* Work order
Search the material for the string "SelectionContext" and copy each line where it occurs.
==============================
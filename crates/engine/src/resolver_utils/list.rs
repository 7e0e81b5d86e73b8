use std::iter::Peekable;

use async_recursion::async_recursion;
use error::{ErrorCode, GraphqlError, GraphqlResult};
use operation::BoundField;
use schema::{FieldType, ResolvedValue, ScopedData, WrappingType, WrappingTypeIter};

use super::{container::SelectionContext, resolve_container, set_error_path};
use crate::{execution::ExecutionContext, QueryPath};

/// Resolve a list by completing each of the items concurrently, preserving
/// the output order.
pub(crate) async fn resolve_list(
    ctx: &ExecutionContext,
    field: &BoundField,
    path: &QueryPath,
    scoped: ScopedData,
    value: ResolvedValue,
) -> GraphqlResult<serde_json::Value> {
    let list_kinds = ListNullabilityIter::new(&field.definition.ty).collect::<Vec<_>>();
    resolve_list_level(ctx, field, &list_kinds, path.clone(), scoped, value).await
}

#[async_recursion]
async fn resolve_list_level(
    ctx: &ExecutionContext,
    field: &BoundField,
    list_kinds: &[ListKind],
    path: QueryPath,
    scoped: ScopedData,
    value: ResolvedValue,
) -> GraphqlResult<serde_json::Value> {
    // No list wrapper left: this is the innermost item.
    let Some(list_kind) = list_kinds.first() else {
        return resolve_item(ctx, field, path, scoped, value).await;
    };

    let len = match (list_kind, value.data_resolved()) {
        (ListKind::NullableList(_), serde_json::Value::Null) => {
            return Ok(serde_json::Value::Null);
        }
        (ListKind::NonNullList(_), serde_json::Value::Null) => {
            return Err(set_error_path(
                GraphqlError::new(
                    format!(
                        "An error occurred while fetching `{}`, a non-nullable value was expected but no value was found.",
                        field.name
                    ),
                    ErrorCode::ResolverError,
                )
                .with_location(field.pos),
                &path,
            ));
        }
        (_, serde_json::Value::Array(items)) => items.len(),
        (_, other) => {
            return Err(set_error_path(
                GraphqlError::new(
                    format!("Encountered a {} where we expected a list", json_kind_str(other)),
                    ErrorCode::ResolverError,
                )
                .with_location(field.pos),
                &path,
            ));
        }
    };

    let futures = (0..len).map(|index| {
        let item = value.get_index(index);
        let item_path = path.child(index);
        let scoped = scoped.clone();
        resolve_list_level(ctx, field, &list_kinds[1..], item_path, scoped, item)
    });

    let mut children = Vec::with_capacity(len);
    for (index, result) in futures_util::future::join_all(futures).await.into_iter().enumerate() {
        // Error propagation and nullability are validated per item.
        match result {
            Ok(serde_json::Value::Null) if list_kind.has_non_null_item() => {
                let mut error = GraphqlError::new(
                    format!(
                        "An error occurred while fetching `{}`, a non-nullable value was expected but no value was found.",
                        field.name
                    ),
                    ErrorCode::ResolverError,
                )
                .with_location(field.pos);
                error.path = Some((&path.child(index)).into());
                return Err(error);
            }
            Ok(value) => children.push(value),
            Err(error) if list_kind.has_nullable_item() => {
                ctx.add_error(error);
                children.push(serde_json::Value::Null);
            }
            Err(error) => return Err(error),
        }
    }

    Ok(serde_json::Value::Array(children))
}

async fn resolve_item(
    ctx: &ExecutionContext,
    field: &BoundField,
    path: QueryPath,
    scoped: ScopedData,
    item: ResolvedValue,
) -> GraphqlResult<serde_json::Value> {
    if item.is_null() {
        // The enclosing level enforces item nullability.
        return Ok(serde_json::Value::Null);
    }

    let named_type = field.definition.ty.named_type();
    let type_definition = ctx.schema.type_by_name(named_type).ok_or_else(|| {
        tracing::error!(ty = named_type, "bound field references an unknown type");
        GraphqlError::internal_server_error()
    })?;

    if type_definition.is_leaf() {
        return Ok(item.take());
    }

    resolve_container(SelectionContext {
        ctx,
        type_name: type_definition.name(),
        selection: &field.selection_set,
        path: path.clone(),
        scoped,
        parent: item,
    })
    .await
    .map_err(|error| set_error_path(error, &path))
}

/// The nullability of a list _and_ its contents.
#[derive(Debug, PartialEq, Clone, Copy)]
enum ListKind {
    NullableList(ListInner),
    NonNullList(ListInner),
}

#[derive(Debug, PartialEq, Clone, Copy)]
enum ListInner {
    Nullable,
    NonNullable,
}

impl ListKind {
    fn has_nullable_item(self) -> bool {
        matches!(self.inner_nullability(), ListInner::Nullable)
    }

    fn has_non_null_item(self) -> bool {
        matches!(self.inner_nullability(), ListInner::NonNullable)
    }

    fn inner_nullability(self) -> ListInner {
        match self {
            ListKind::NullableList(inner) => inner,
            ListKind::NonNullList(inner) => inner,
        }
    }
}

/// An iterator over the nullability of the lists in a wrapped type,
/// outermost list first.
struct ListNullabilityIter<'a>(Peekable<WrappingTypeIter<'a>>);

impl<'a> ListNullabilityIter<'a> {
    fn new(ty: &'a FieldType) -> Self {
        ListNullabilityIter(ty.wrapping_types().peekable())
    }
}

impl Iterator for ListNullabilityIter<'_> {
    type Item = ListKind;

    fn next(&mut self) -> Option<Self::Item> {
        let mut nullable = true;
        loop {
            match self.0.next()? {
                WrappingType::NonNull => {
                    nullable = false;
                    continue;
                }
                WrappingType::List => {
                    let inner = match self.0.peek() {
                        Some(WrappingType::NonNull) => ListInner::NonNullable,
                        _ => ListInner::Nullable,
                    };
                    return Some(if nullable {
                        ListKind::NullableList(inner)
                    } else {
                        ListKind::NonNullList(inner)
                    });
                }
            }
        }
    }
}

fn json_kind_str(value: &serde_json::Value) -> &'static str {
    match value {
        serde_json::Value::Null => "null",
        serde_json::Value::Bool(_) => "bool",
        serde_json::Value::Number(_) => "number",
        serde_json::Value::String(_) => "string",
        serde_json::Value::Array(_) => "list",
        serde_json::Value::Object(_) => "object",
    }
}

#[cfg(test)]
mod tests {
    use pretty_assertions::assert_eq;

    use super::*;

    fn list_nullability(ty: &str) -> Vec<ListKind> {
        ListNullabilityIter::new(&FieldType::from(ty)).collect()
    }

    #[test]
    fn test_list_nullability_iter() {
        assert_eq!(list_nullability("String"), vec![]);
        assert_eq!(list_nullability("String!"), vec![]);
        assert_eq!(
            list_nullability("[String!]"),
            vec![ListKind::NullableList(ListInner::NonNullable)]
        );
        assert_eq!(
            list_nullability("[String!]!"),
            vec![ListKind::NonNullList(ListInner::NonNullable)]
        );
        assert_eq!(
            list_nullability("[String]!"),
            vec![ListKind::NonNullList(ListInner::Nullable)]
        );
        assert_eq!(
            list_nullability("[[String!]!]"),
            vec![
                ListKind::NullableList(ListInner::NonNullable),
                ListKind::NonNullList(ListInner::NonNullable)
            ]
        );
        assert_eq!(
            list_nullability("[[String!]]!"),
            vec![
                ListKind::NonNullList(ListInner::Nullable),
                ListKind::NullableList(ListInner::NonNullable)
            ]
        );
    }
}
==============================
* Solution
use super::{container::SelectionContext, resolve_container, set_error_path};
    resolve_container(SelectionContext {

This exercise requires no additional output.